Human Rights Watch recently condemned the state of affairs in India’s Karnataka region. Moreover, the Organization of Islamic Cooperation also “expressed deep concern over recent public calls for genocide of the Muslims by the Hindutva’ proponents in Haridwar in the State of Uttarakhand and reported incidents of harassment of the Muslim women on social media sites as well as banning of Muslim girl students from wearing hijab in the State of Karnataka, India. The issue came to the forefront when teenage female students protested not being allowed to enter their schools for wearing hijab. The protest gained traction when Muskan Khan’s video reached the world through social media. The video clearly shows young schoolboys holding saffron scarves and chanting slogans; both associated with right-wing nationalism in India. It all started when the hijab-wearing young female students were banned from entering schools in Karnataka. Given the religious value hijab holds for Muslim women, this step is not only a violation of citizens’ right; Article 25 and 26, to practice their religion and enjoy the freedom of expressing themselves through whatever attire they choose but also a reinforcement that India is following a clear policy of persecuting its Muslim population.
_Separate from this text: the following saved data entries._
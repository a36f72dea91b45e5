//! Deterministic descent with relocate, swap and per-route 2-opt.

use crate::local_search::{relocate_improve, swap_improve, two_opt_route};
use crate::models::CvrpProblem;

use super::{penalty_weight, Improvement, Partition, PartitionSearch, TimeBudget};

/// Applies relocate, swap and route 2-opt in turn until a full round changes
/// nothing or the budget runs out.
///
/// Faster than [`AnnealingSearch`](super::AnnealingSearch) and reproducible,
/// but it stops at the first local optimum.
///
/// # Examples
///
/// ```
/// use std::time::Duration;
/// use route_optimizer::cvrp::{LocalDescent, Partition, PartitionSearch, TimeBudget};
/// use route_optimizer::models::{CvrpProblem, Vehicle};
/// use route_optimizer::distance::DistanceMatrix;
///
/// let dm = DistanceMatrix::from_rows(vec![
///     vec![0.0, 1.0, 1.0, 2.0],
///     vec![1.0, 0.0, 2.0, 1.0],
///     vec![1.0, 2.0, 0.0, 3.0],
///     vec![2.0, 1.0, 3.0, 0.0],
/// ]).unwrap();
/// let problem = CvrpProblem::new(dm, vec![0, 5, 5, 5], Vehicle::fleet(2, 10), 0).unwrap();
///
/// let start = Partition::new(vec![vec![1, 2], vec![3]], vec![]);
/// let out = LocalDescent.improve(&problem, start.clone(), &TimeBudget::start(Duration::from_secs(1)));
/// assert!(out.partition.distance(&problem) < start.distance(&problem));
/// ```
#[derive(Debug, Clone, Copy, Default)]
pub struct LocalDescent;

impl PartitionSearch for LocalDescent {
    fn name(&self) -> &'static str {
        "descent"
    }

    fn improve(&self, problem: &CvrpProblem, start: Partition, budget: &TimeBudget) -> Improvement {
        let penalty = penalty_weight(problem);
        let mut partition = start;
        let mut rounds = 0;

        while !budget.is_exhausted() {
            let mut moves = relocate_improve(problem, &mut partition, penalty);
            moves += swap_improve(problem, &mut partition, penalty);

            let depot = problem.depot();
            for route in partition.routes_mut() {
                let improved = two_opt_route(route, depot, problem.matrix());
                if improved != *route {
                    *route = improved;
                    moves += 1;
                }
            }

            rounds += 1;
            log::debug!(
                "cvrp.improve: round={rounds} moves={moves} dist={:.3}",
                partition.distance(problem)
            );
            if moves == 0 {
                log::debug!(
                    "cvrp.improve: converged after {rounds} rounds with {:?} left",
                    budget.remaining()
                );
                break;
            }
        }

        Improvement { partition, rounds }
    }
}

#[cfg(test)]
mod tests {
    use std::time::Duration;

    use super::*;
    use crate::distance::{DistanceMatrix, Metric};
    use crate::models::{Stop, Vehicle};

    fn grid_problem() -> CvrpProblem {
        let mut stops = vec![Stop::new("Depot", 2.0, 2.0)];
        for i in 0..5 {
            for j in 0..5 {
                if (i, j) != (2, 2) {
                    stops.push(Stop::new(format!("G{i}{j}"), i as f64, j as f64).with_demand(3));
                }
            }
        }
        let dm = DistanceMatrix::from_stops(&stops, Metric::Euclidean);
        CvrpProblem::from_stops(&stops, dm, Vehicle::fleet(4, 20), 0).expect("valid")
    }

    #[test]
    fn test_descent_converges() {
        let p = grid_problem();
        let start = crate::constructive::cheapest_insertion(&p);
        assert!(start.is_feasible(&p));
        let out = LocalDescent.improve(&p, start.clone(), &TimeBudget::start(Duration::from_secs(5)));
        assert!(out.partition.is_feasible(&p));
        assert!(out.partition.distance(&p) <= start.distance(&p) + 1e-9);

        // A converged partition is a fixed point.
        let again = LocalDescent.improve(&p, out.partition.clone(), &TimeBudget::start(Duration::from_secs(5)));
        assert_eq!(again.rounds, 1);
        assert_eq!(again.partition, out.partition);
    }

    #[test]
    fn test_descent_zero_budget() {
        let p = grid_problem();
        let start = crate::constructive::cheapest_insertion(&p);
        let out = LocalDescent.improve(&p, start.clone(), &TimeBudget::start(Duration::ZERO));
        assert_eq!(out.rounds, 0);
        assert_eq!(out.partition, start);
    }
}
//! Local search operators for improving tours and partitions.
//!
//! - [`two_opt`]: Tour 2-opt segment reversal (closed tours and open paths)
//! - [`relocate_improve`]: Inter-route stop relocation
//! - [`swap_improve`]: Inter-route stop exchange
//!
//! The inter-route operators price overload with a penalty per unit of
//! demand, so they can start from an overloaded partition.

mod relocate;
mod swap;
mod two_opt;

pub use relocate::relocate_improve;
pub use swap::swap_improve;
pub use two_opt::{two_opt, two_opt_route, TwoOptOutcome};
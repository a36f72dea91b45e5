//! Capacity-aware cheapest insertion.
//!
//! # Algorithm
//!
//! Starting from empty routes, repeatedly evaluate every pending stop at
//! every position of every route with enough spare capacity, and perform the
//! globally cheapest insertion. Ties go to the lowest stop index, then the
//! lowest route, then the earliest position. Stops that fit no route are left
//! unassigned.
//!
//! # Complexity
//!
//! O(n³) for n stops (n insertions, each scanning O(n) stops × O(n) positions).
//!
//! # Reference
//!
//! Rosenkrantz, D.J., Stearns, R.E. & Lewis, P.M. (1977). "An Analysis of
//! Several Heuristics for the Traveling Salesman Problem", *SIAM Journal on
//! Computing* 6(3), 563-581.

use crate::cvrp::Partition;
use crate::distance::DistanceMatrix;
use crate::models::CvrpProblem;

/// Builds a partition by cheapest insertion of every non-depot stop.
///
/// Stops that fit no vehicle's remaining capacity end up in
/// [`Partition::unassigned`].
///
/// # Examples
///
/// ```
/// use route_optimizer::models::{CvrpProblem, Stop, Vehicle};
/// use route_optimizer::distance::{DistanceMatrix, Metric};
/// use route_optimizer::constructive::cheapest_insertion;
///
/// let stops = vec![
///     Stop::new("Depot", 0.0, 0.0),
///     Stop::new("E1", 0.0, 1.0).with_demand(10),
///     Stop::new("E2", 0.0, 2.0).with_demand(10),
///     Stop::new("W1", 0.0, -1.0).with_demand(10),
/// ];
/// let dm = DistanceMatrix::from_stops(&stops, Metric::Euclidean);
/// let problem = CvrpProblem::from_stops(&stops, dm, Vehicle::fleet(2, 20), 0).unwrap();
///
/// let partition = cheapest_insertion(&problem);
/// assert!(partition.is_feasible(&problem));
/// assert_eq!(partition.load(&problem, 0), 20);
/// assert_eq!(partition.routes()[1], vec![3]);
/// ```
pub fn cheapest_insertion(problem: &CvrpProblem) -> Partition {
    let mut partition = Partition::empty(problem.num_vehicles());
    cheapest_insertion_into(problem, &mut partition, problem.customers());
    partition
}

/// Inserts `pending` stops into an existing partition.
///
/// Stops that cannot be placed without exceeding a capacity are appended to
/// the partition's unassigned list. Returns the number of stops inserted.
pub fn cheapest_insertion_into(
    problem: &CvrpProblem,
    partition: &mut Partition,
    mut pending: Vec<usize>,
) -> usize {
    pending.sort_unstable();
    let depot = problem.depot();
    let distances = problem.matrix();
    let mut loads = partition.loads(problem);
    let mut inserted = 0;

    while !pending.is_empty() {
        let mut best: Option<(usize, usize, usize, f64)> = None;

        for (k, &stop) in pending.iter().enumerate() {
            let demand = problem.demand(stop);
            for (r, route) in partition.routes().iter().enumerate() {
                if loads[r] + demand > problem.capacity(r) {
                    continue;
                }
                for pos in 0..=route.len() {
                    let cost = insertion_cost(route, pos, stop, depot, distances);
                    if best.is_none_or(|(_, _, _, c)| cost < c) {
                        best = Some((k, r, pos, cost));
                    }
                }
            }
        }

        let Some((k, r, pos, _)) = best else {
            break;
        };
        let stop = pending.remove(k);
        loads[r] += problem.demand(stop);
        partition.routes_mut()[r].insert(pos, stop);
        inserted += 1;
    }

    if !pending.is_empty() {
        log::debug!(
            "cvrp.construct: {} stop(s) fit no remaining capacity",
            pending.len()
        );
        partition.unassigned_mut().extend(pending);
    }
    inserted
}

/// Extra distance from inserting `stop` before position `pos` of `route`,
/// where `route` excludes the depot at both ends.
pub(crate) fn insertion_cost(
    route: &[usize],
    pos: usize,
    stop: usize,
    depot: usize,
    distances: &DistanceMatrix,
) -> f64 {
    let prev = if pos == 0 { depot } else { route[pos - 1] };
    let next = if pos == route.len() { depot } else { route[pos] };

    // Old: prev → next
    // New: prev → stop → next
    distances.get(prev, stop) + distances.get(stop, next) - distances.get(prev, next)
}

#[cfg(test)]
mod tests {
    use super::*;
    use crate::distance::Metric;
    use crate::models::{Stop, Vehicle};

    fn problem(demands: &[u32], vehicles: usize, capacity: u32) -> CvrpProblem {
        let mut stops = vec![Stop::new("Depot", 0.0, 0.0)];
        for (i, &d) in demands.iter().enumerate() {
            let angle = i as f64 * 0.7;
            stops.push(Stop::new(format!("S{}", i + 1), angle.sin() * 5.0, angle.cos() * 5.0).with_demand(d));
        }
        let dm = DistanceMatrix::from_stops(&stops, Metric::Euclidean);
        CvrpProblem::from_stops(&stops, dm, Vehicle::fleet(vehicles, capacity), 0).expect("valid")
    }

    #[test]
    fn test_insertion_cost_on_empty_route() {
        let p = problem(&[5], 1, 10);
        // depot → 1 → depot
        let cost = insertion_cost(&[], 0, 1, 0, p.matrix());
        assert!((cost - 10.0).abs() < 1e-10);
    }

    #[test]
    fn test_all_stops_assigned_when_capacity_allows() {
        let p = problem(&[10; 6], 2, 40);
        let part = cheapest_insertion(&p);
        assert!(part.is_feasible(&p));
        let mut seen: Vec<usize> = part.routes().iter().flatten().copied().collect();
        seen.sort_unstable();
        assert_eq!(seen, vec![1, 2, 3, 4, 5, 6]);
    }

    #[test]
    fn test_capacity_respected() {
        let p = problem(&[10; 6], 3, 20);
        let part = cheapest_insertion(&p);
        for load in part.loads(&p) {
            assert!(load <= 20);
        }
    }

    #[test]
    fn test_stranded_stops_reported() {
        // Only {4, 2} and {3, 3} fill both vehicles; insertion may strand one.
        let p = problem(&[4, 3, 3, 2], 2, 6);
        let part = cheapest_insertion(&p);
        assert_eq!(part.overload(&p), 0);
        let placed: usize = part.routes().iter().map(Vec::len).sum();
        assert_eq!(placed + part.unassigned().len(), 4);
    }

    #[test]
    fn test_insert_into_existing_partition() {
        let p = problem(&[1, 1, 1], 1, 10);
        let mut part = Partition::new(vec![vec![2]], vec![]);
        let inserted = cheapest_insertion_into(&p, &mut part, vec![3, 1]);
        assert_eq!(inserted, 2);
        assert!(part.is_feasible(&p));
        assert_eq!(part.routes()[0].len(), 3);
    }

    #[test]
    fn test_zero_demand_always_placed() {
        let p = problem(&[10, 0, 10], 1, 10);
        let part = cheapest_insertion(&p);
        assert!(part.routes()[0].contains(&2));
        assert_eq!(part.unassigned().len(), 1);
    }
}
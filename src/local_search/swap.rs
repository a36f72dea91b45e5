//! Inter-route stop exchange operator.
//!
//! # Algorithm
//!
//! For every pair of stops on different routes, evaluate exchanging their
//! positions. Each stop takes the other's place, so only the four edges
//! around the two positions change. The best exchange lowering the
//! penalized cost is applied until none remains.
//!
//! Swaps reach partitions that relocate cannot when both routes are full:
//! exchanging two stops of similar demand keeps both loads within capacity.
//!
//! # Complexity
//!
//! O(n²) per pass where n = number of stops.
//!
//! # Reference
//!
//! Osman, I.H. (1993). "Metastrategy simulated annealing and tabu search
//! algorithms for the vehicle routing problem", *Annals of Operations
//! Research* 41, 421-451.

use super::relocate::excess;
use crate::cvrp::Partition;
use crate::distance::DistanceMatrix;
use crate::models::CvrpProblem;

#[derive(Debug, Clone)]
struct SwapMove {
    route_a: usize,
    pos_a: usize,
    route_b: usize,
    pos_b: usize,
    delta: f64,
}

/// Applies inter-route swap improvement to a partition in place.
///
/// Returns the number of swaps applied.
///
/// # Examples
///
/// ```
/// use route_optimizer::cvrp::Partition;
/// use route_optimizer::models::{CvrpProblem, Stop, Vehicle};
/// use route_optimizer::distance::{DistanceMatrix, Metric};
/// use route_optimizer::local_search::swap_improve;
///
/// let stops = vec![
///     Stop::new("Depot", 0.0, 0.0),
///     Stop::new("E1", 0.0, 1.0).with_demand(10),
///     Stop::new("E2", 0.0, 2.0).with_demand(10),
///     Stop::new("W1", 0.0, -1.0).with_demand(10),
///     Stop::new("W2", 0.0, -2.0).with_demand(10),
/// ];
/// let dm = DistanceMatrix::from_stops(&stops, Metric::Euclidean);
/// let problem = CvrpProblem::from_stops(&stops, dm, Vehicle::fleet(2, 20), 0).unwrap();
///
/// // Both vehicles are full, each serving one east and one west stop.
/// let mut p = Partition::new(vec![vec![1, 3], vec![2, 4]], vec![]);
/// assert!(swap_improve(&problem, &mut p, 1_000.0) >= 1);
/// assert_eq!(p.distance(&problem), 8.0);
/// ```
pub fn swap_improve(problem: &CvrpProblem, partition: &mut Partition, penalty: f64) -> usize {
    let mut moves = 0;
    while let Some(mv) = find_best_swap(problem, partition, penalty) {
        let routes = partition.routes_mut();
        let a = routes[mv.route_a][mv.pos_a];
        routes[mv.route_a][mv.pos_a] = routes[mv.route_b][mv.pos_b];
        routes[mv.route_b][mv.pos_b] = a;
        moves += 1;
    }
    moves
}

fn find_best_swap(problem: &CvrpProblem, partition: &Partition, penalty: f64) -> Option<SwapMove> {
    let depot = problem.depot();
    let distances = problem.matrix();
    let routes = partition.routes();
    let loads = partition.loads(problem);
    let mut best: Option<SwapMove> = None;

    for ra in 0..routes.len() {
        for rb in ra + 1..routes.len() {
            let (cap_a, cap_b) = (problem.capacity(ra), problem.capacity(rb));
            let excess_before = excess(loads[ra], cap_a) + excess(loads[rb], cap_b);

            for (pa, &a) in routes[ra].iter().enumerate() {
                for (pb, &b) in routes[rb].iter().enumerate() {
                    let (da, db) = (problem.demand(a), problem.demand(b));
                    let load_a = loads[ra] - da + db;
                    let load_b = loads[rb] - db + da;
                    let excess_after = excess(load_a, cap_a) + excess(load_b, cap_b);
                    let capacity_delta =
                        penalty * (excess_after as f64 - excess_before as f64);

                    let delta = replace_cost(&routes[ra], pa, b, depot, distances)
                        + replace_cost(&routes[rb], pb, a, depot, distances)
                        + capacity_delta;

                    if delta < -1e-10 && best.as_ref().is_none_or(|m| delta < m.delta) {
                        best = Some(SwapMove {
                            route_a: ra,
                            pos_a: pa,
                            route_b: rb,
                            pos_b: pb,
                            delta,
                        });
                    }
                }
            }
        }
    }

    best
}

/// Distance change from putting `stop` in place of `route[pos]`.
fn replace_cost(
    route: &[usize],
    pos: usize,
    stop: usize,
    depot: usize,
    distances: &DistanceMatrix,
) -> f64 {
    let prev = if pos == 0 { depot } else { route[pos - 1] };
    let next = if pos + 1 == route.len() {
        depot
    } else {
        route[pos + 1]
    };
    let old = route[pos];

    distances.get(prev, stop) + distances.get(stop, next)
        - distances.get(prev, old)
        - distances.get(old, next)
}
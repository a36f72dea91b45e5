//! Inter-route stop relocation operator.
//!
//! # Algorithm
//!
//! Tries moving each stop from its current route to every position of every
//! other route, and applies the single best move (best-improvement) until no
//! move lowers the penalized cost. Overload is priced at `penalty` per unit
//! of demand, so the operator also repairs overloaded partitions.
//!
//! # Complexity
//!
//! O(n² × R) per pass where n = stops per route, R = number of routes.
//!
//! # Reference
//!
//! Or, I. (1976). "Traveling Salesman-Type Combinatorial Problems and Their
//! Relation to the Logistics of Blood Banking". PhD thesis.

use crate::constructive::insertion_cost;
use crate::cvrp::Partition;
use crate::distance::DistanceMatrix;
use crate::models::CvrpProblem;

/// A relocate move: move a stop from one route to another.
#[derive(Debug, Clone)]
struct RelocateMove {
    from_route: usize,
    from_pos: usize,
    to_route: usize,
    to_pos: usize,
    delta: f64,
}

/// Applies inter-route relocate improvement to a partition in place.
///
/// Returns the number of moves applied.
///
/// # Examples
///
/// ```
/// use route_optimizer::cvrp::Partition;
/// use route_optimizer::models::{CvrpProblem, Stop, Vehicle};
/// use route_optimizer::distance::{DistanceMatrix, Metric};
/// use route_optimizer::local_search::relocate_improve;
///
/// let stops = vec![
///     Stop::new("Depot", 0.0, 0.0),
///     Stop::new("E1", 0.0, 1.0).with_demand(10),
///     Stop::new("E2", 0.0, 2.0).with_demand(10),
///     Stop::new("W1", 0.0, -3.0).with_demand(10),
/// ];
/// let dm = DistanceMatrix::from_stops(&stops, Metric::Euclidean);
/// let problem = CvrpProblem::from_stops(&stops, dm, Vehicle::fleet(2, 20), 0).unwrap();
///
/// // E2 rides with W1 although E1's vehicle passes right by it.
/// let mut p = Partition::new(vec![vec![1], vec![2, 3]], vec![]);
/// let before = p.distance(&problem);
/// let moves = relocate_improve(&problem, &mut p, 1_000.0);
/// assert_eq!(moves, 1);
/// assert!(p.distance(&problem) < before);
/// assert!(p.is_feasible(&problem));
/// ```
pub fn relocate_improve(problem: &CvrpProblem, partition: &mut Partition, penalty: f64) -> usize {
    if partition.routes().len() < 2 {
        return 0;
    }

    let mut moves = 0;
    while let Some(mv) = find_best_relocate(problem, partition, penalty) {
        let routes = partition.routes_mut();
        let stop = routes[mv.from_route].remove(mv.from_pos);
        routes[mv.to_route].insert(mv.to_pos, stop);
        moves += 1;
    }
    moves
}

/// Finds the best single relocate move across all route pairs.
fn find_best_relocate(
    problem: &CvrpProblem,
    partition: &Partition,
    penalty: f64,
) -> Option<RelocateMove> {
    let depot = problem.depot();
    let distances = problem.matrix();
    let routes = partition.routes();
    let loads = partition.loads(problem);
    let mut best: Option<RelocateMove> = None;

    for from_r in 0..routes.len() {
        for from_pos in 0..routes[from_r].len() {
            let stop = routes[from_r][from_pos];
            let demand = problem.demand(stop);
            let removal_delta = removal_cost(&routes[from_r], from_pos, depot, distances);
            let from_cap = problem.capacity(from_r);
            let from_excess = excess(loads[from_r] - demand, from_cap) as f64
                - excess(loads[from_r], from_cap) as f64;

            for (to_r, to_route) in routes.iter().enumerate() {
                if to_r == from_r {
                    continue;
                }

                let to_cap = problem.capacity(to_r);
                let to_excess = excess(loads[to_r] + demand, to_cap) as f64
                    - excess(loads[to_r], to_cap) as f64;
                let capacity_delta = penalty * (from_excess + to_excess);

                // Try all insertion positions
                for to_pos in 0..=to_route.len() {
                    let insertion_delta = insertion_cost(to_route, to_pos, stop, depot, distances);
                    let delta = removal_delta + insertion_delta + capacity_delta;

                    if delta < -1e-10 {
                        let is_better = best.as_ref().is_none_or(|b| delta < b.delta);
                        if is_better {
                            best = Some(RelocateMove {
                                from_route: from_r,
                                from_pos,
                                to_route: to_r,
                                to_pos,
                                delta,
                            });
                        }
                    }
                }
            }
        }
    }

    best
}

/// Cost of removing the stop at `pos` from route.
pub(crate) fn removal_cost(
    route: &[usize],
    pos: usize,
    depot: usize,
    distances: &DistanceMatrix,
) -> f64 {
    let prev = if pos == 0 { depot } else { route[pos - 1] };
    let next = if pos == route.len() - 1 {
        depot
    } else {
        route[pos + 1]
    };
    let stop = route[pos];

    // Old: prev → stop → next
    // New: prev → next
    distances.get(prev, next) - distances.get(prev, stop) - distances.get(stop, next)
}

/// Demand above `capacity`.
pub(crate) fn excess(load: u64, capacity: u64) -> u64 {
    load.saturating_sub(capacity)
}

#[cfg(test)]
mod tests {
    use super::*;
    use crate::cvrp::penalty_weight;
    use crate::distance::Metric;
    use crate::models::{Stop, Vehicle};

    fn line_problem(vehicles: usize, capacity: u32) -> CvrpProblem {
        let stops: Vec<Stop> = (0..5)
            .map(|i| Stop::new(format!("S{i}"), 0.0, i as f64).with_demand(if i == 0 { 0 } else { 10 }))
            .collect();
        let dm = DistanceMatrix::from_stops(&stops, Metric::Euclidean);
        CvrpProblem::from_stops(&stops, dm, Vehicle::fleet(vehicles, capacity), 0).expect("valid")
    }

    #[test]
    fn test_removal_cost() {
        let p = line_problem(1, 100);
        // 0→1→2→0 minus stop 2: 0→1→0, saves 2
        let delta = removal_cost(&[1, 2], 1, 0, p.matrix());
        assert!((delta + 2.0).abs() < 1e-10);
    }

    #[test]
    fn test_merges_routes_on_a_line() {
        let p = line_problem(2, 100);
        let mut part = Partition::new(vec![vec![1, 2], vec![3, 4]], vec![]);
        let before = part.distance(&p);
        relocate_improve(&p, &mut part, penalty_weight(&p));
        assert!(part.distance(&p) < before);
        // All four fit one vehicle: 0→1→2→3→4→0 = 8
        assert!((part.distance(&p) - 8.0).abs() < 1e-10);
    }

    #[test]
    fn test_repairs_overload() {
        let p = line_problem(2, 20);
        let mut part = Partition::new(vec![vec![1, 2, 3, 4], vec![]], vec![]);
        assert_eq!(part.overload(&p), 20);
        relocate_improve(&p, &mut part, penalty_weight(&p));
        assert_eq!(part.overload(&p), 0);
        assert!(part.is_feasible(&p));
    }

    #[test]
    fn test_never_creates_overload() {
        let p = line_problem(2, 20);
        let mut part = Partition::new(vec![vec![1, 2], vec![3, 4]], vec![]);
        relocate_improve(&p, &mut part, penalty_weight(&p));
        assert!(part.is_feasible(&p));
    }

    #[test]
    fn test_single_route_untouched() {
        let p = line_problem(1, 100);
        let mut part = Partition::new(vec![vec![2, 1, 3, 4]], vec![]);
        assert_eq!(relocate_improve(&p, &mut part, 1.0), 0);
        assert_eq!(part.routes()[0], vec![2, 1, 3, 4]);
    }
}
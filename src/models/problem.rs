//! Capacitated routing problem instance.

use crate::distance::DistanceMatrix;
use crate::error::{Error, Infeasibility, Result};

use super::{Stop, Vehicle};

/// A validated CVRP instance: distances, demands, fleet and depot.
///
/// The depot's demand is always treated as zero.
///
/// # Examples
///
/// ```
/// use route_optimizer::models::{CvrpProblem, Stop, Vehicle};
/// use route_optimizer::distance::{DistanceMatrix, Metric};
///
/// let stops = vec![
///     Stop::new("Depot", 0.0, 0.0),
///     Stop::new("A", 0.0, 1.0).with_demand(10),
///     Stop::new("B", 1.0, 0.0).with_demand(15),
/// ];
/// let matrix = DistanceMatrix::from_stops(&stops, Metric::Euclidean);
/// let problem = CvrpProblem::from_stops(&stops, matrix, Vehicle::fleet(2, 20), 0).unwrap();
/// assert_eq!(problem.customers(), vec![1, 2]);
/// assert_eq!(problem.total_demand(), 25);
/// assert!(problem.check_capacity().is_ok());
/// ```
#[derive(Debug, Clone)]
pub struct CvrpProblem {
    matrix: DistanceMatrix,
    demands: Vec<u32>,
    vehicles: Vec<Vehicle>,
    depot: usize,
}

impl CvrpProblem {
    /// Creates an instance, validating shapes.
    ///
    /// Fails with [`Error::InvalidInput`] when `demands` does not match the
    /// matrix, the depot index is out of range or a vehicle has no capacity.
    pub fn new(
        matrix: DistanceMatrix,
        demands: Vec<u32>,
        vehicles: Vec<Vehicle>,
        depot: usize,
    ) -> Result<Self> {
        let n = matrix.size();
        if demands.len() != n {
            return Err(Error::invalid_input(format!(
                "{} demands given for {n} stops",
                demands.len()
            )));
        }
        if depot >= n {
            return Err(Error::invalid_input(format!(
                "depot index {depot} out of range for {n} stops"
            )));
        }
        if let Some(v) = vehicles.iter().find(|v| v.capacity() == 0) {
            return Err(Error::invalid_input(format!(
                "vehicle {} has zero capacity",
                v.id()
            )));
        }

        let mut demands = demands;
        if demands[depot] != 0 {
            log::warn!(
                "cvrp: ignoring demand {} at depot {depot}",
                demands[depot]
            );
            demands[depot] = 0;
        }

        Ok(Self {
            matrix,
            demands,
            vehicles,
            depot,
        })
    }

    /// Creates an instance taking demands from the stops themselves.
    pub fn from_stops(
        stops: &[Stop],
        matrix: DistanceMatrix,
        vehicles: Vec<Vehicle>,
        depot: usize,
    ) -> Result<Self> {
        let demands = stops.iter().map(Stop::demand).collect();
        Self::new(matrix, demands, vehicles, depot)
    }

    pub fn matrix(&self) -> &DistanceMatrix {
        &self.matrix
    }

    /// Travel distance from location `from` to location `to`.
    pub fn distance(&self, from: usize, to: usize) -> f64 {
        self.matrix.get(from, to)
    }

    pub fn demands(&self) -> &[u32] {
        &self.demands
    }

    pub fn demand(&self, stop: usize) -> u64 {
        u64::from(self.demands[stop])
    }

    pub fn vehicles(&self) -> &[Vehicle] {
        &self.vehicles
    }

    pub fn num_vehicles(&self) -> usize {
        self.vehicles.len()
    }

    pub fn capacity(&self, vehicle: usize) -> u64 {
        u64::from(self.vehicles[vehicle].capacity())
    }

    pub fn depot(&self) -> usize {
        self.depot
    }

    /// Number of locations including the depot.
    pub fn size(&self) -> usize {
        self.matrix.size()
    }

    /// All non-depot stop indices in ascending order.
    pub fn customers(&self) -> Vec<usize> {
        (0..self.size()).filter(|&i| i != self.depot).collect()
    }

    /// Total non-depot demand.
    pub fn total_demand(&self) -> u64 {
        self.demands.iter().map(|&d| u64::from(d)).sum()
    }

    /// Total fleet capacity.
    pub fn total_capacity(&self) -> u64 {
        self.vehicles.iter().map(|v| u64::from(v.capacity())).sum()
    }

    /// Rejects instances no assignment could ever satisfy.
    ///
    /// Passing this check does not guarantee a feasible packing exists; it
    /// only rules out the cases that can be recognised without search.
    pub fn check_capacity(&self) -> std::result::Result<(), Infeasibility> {
        let customers = self.customers();
        if customers.is_empty() {
            return Ok(());
        }
        if self.vehicles.is_empty() {
            return Err(Infeasibility::NoVehicles);
        }

        let max_capacity = self
            .vehicles
            .iter()
            .map(|v| u64::from(v.capacity()))
            .max()
            .unwrap_or(0);
        for &stop in &customers {
            let demand = self.demand(stop);
            if demand > max_capacity {
                return Err(Infeasibility::StopExceedsCapacity {
                    stop,
                    demand,
                    max_capacity,
                });
            }
        }

        let demand = self.total_demand();
        let capacity = self.total_capacity();
        if demand > capacity {
            return Err(Infeasibility::DemandExceedsFleet { demand, capacity });
        }
        Ok(())
    }
}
The hijab ban is one event in a series of events spurred by hatred and discrimination against India’s Muslim populace, which precisely began after Prime Minister Narendra Modi formed the government in 2014.

HRW’s response to this developing row in the Karnataka region of India has surfaced for the first time in two months since the issue started in December 2021. The issue is no less than a direct infringement on citizens’ right to education and religious freedoms. Not just that, the row is directly linked to girls’ education specifically, hence an attack on women rights as well.

Whilst the international community and civil society have been expressing grave concerns over women’s rights, education, and freedoms under the interim Taliban government in Afghanistan, the Karnataka episode drew attention rather slow.

Both countries fall in the same region and the international community’s different approaches to how women suffer under a democratically elected government in India and an interim Taliban government in Afghanistan seem to set different standards when it comes to human rights. HRW views the protests and the ban as ‘communal rifts’ furthered for the sake of political campaigning. However, Karnataka’s historical allegiance with the right-wing BJP has been overlooked here. This allegiance becomes apparent in reports of intentionally organizing students of MGM College, Udupi, Karnataka to protest against their hijab-wearing classmates and to record the protest by wearing saffron scarves and turbans.

The use of college students to further the nationalist agenda is a cause of serious alarm.

The use of college students to further the nationalist agenda is a cause of serious alarm. Even if the stakes and interests are political, a step like this can lead to an undoable radicalization among India’s youth. The South Asian region has already been through a deadly episode of radical violence for decades altogether in Afghanistan. With India overtly adopting policies of dividing and brutally exploiting its communal fault lines, especially with the religious overtones, its impact on the South Asian region can be long-lasting. While Pakistan, being a Muslim majority country and India’s next-door neighbor, condemns all such hate crimes and violence that right-wing Hindu nationalists in India are perpetrating, there is little to no condemnation from other countries in the region. Taliban in Afghanistan are trying to portray a soft image before the world to counter international anticipations that with Taliban rule, women will be forced into lives of misery. The international community does not easily buy these assurances when they come from Afghanistan but nearly turns a blind eye to how India is treating its women.